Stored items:
= = =
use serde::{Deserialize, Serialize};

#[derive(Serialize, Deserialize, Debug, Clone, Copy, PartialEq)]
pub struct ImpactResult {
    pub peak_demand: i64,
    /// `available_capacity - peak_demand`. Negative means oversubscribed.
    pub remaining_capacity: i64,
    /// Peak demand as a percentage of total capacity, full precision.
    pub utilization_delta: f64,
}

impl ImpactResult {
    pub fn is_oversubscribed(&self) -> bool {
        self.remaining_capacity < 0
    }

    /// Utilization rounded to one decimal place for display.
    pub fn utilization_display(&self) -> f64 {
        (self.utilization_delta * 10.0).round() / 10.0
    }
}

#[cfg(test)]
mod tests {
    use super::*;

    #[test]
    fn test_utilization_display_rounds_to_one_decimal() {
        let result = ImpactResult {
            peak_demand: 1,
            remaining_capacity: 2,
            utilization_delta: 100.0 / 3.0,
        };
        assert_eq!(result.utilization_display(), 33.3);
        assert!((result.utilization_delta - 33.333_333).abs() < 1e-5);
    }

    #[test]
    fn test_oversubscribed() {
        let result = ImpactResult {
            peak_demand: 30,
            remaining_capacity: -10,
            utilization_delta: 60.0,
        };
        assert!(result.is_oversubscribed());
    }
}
= = =
About this exercise: Nothing but an exact copy of the lines from the start of the entries through the line containing "assert!(result.is_oversubscribed());" belongs in the response.

Task output:
use serde::{Deserialize, Serialize};

#[derive(Serialize, Deserialize, Debug, Clone, Copy, PartialEq)]
pub struct ImpactResult {
    pub peak_demand: i64,
    /// `available_capacity - peak_demand`. Negative means oversubscribed.
    pub remaining_capacity: i64,
    /// Peak demand as a percentage of total capacity, full precision.
    pub utilization_delta: f64,
}

impl ImpactResult {
    pub fn is_oversubscribed(&self) -> bool {
        self.remaining_capacity < 0
    }

    /// Utilization rounded to one decimal place for display.
    pub fn utilization_display(&self) -> f64 {
        (self.utilization_delta * 10.0).round() / 10.0
    }
}

#[cfg(test)]
mod tests {
    use super::*;

    #[test]
    fn test_utilization_display_rounds_to_one_decimal() {
        let result = ImpactResult {
            peak_demand: 1,
            remaining_capacity: 2,
            utilization_delta: 100.0 / 3.0,
        };
        assert_eq!(result.utilization_display(), 33.3);
        assert!((result.utilization_delta - 33.333_333).abs() < 1e-5);
    }

    #[test]
    fn test_oversubscribed() {
        let result = ImpactResult {
            peak_demand: 30,
            remaining_capacity: -10,
            utilization_delta: 60.0,
        };
        assert!(result.is_oversubscribed());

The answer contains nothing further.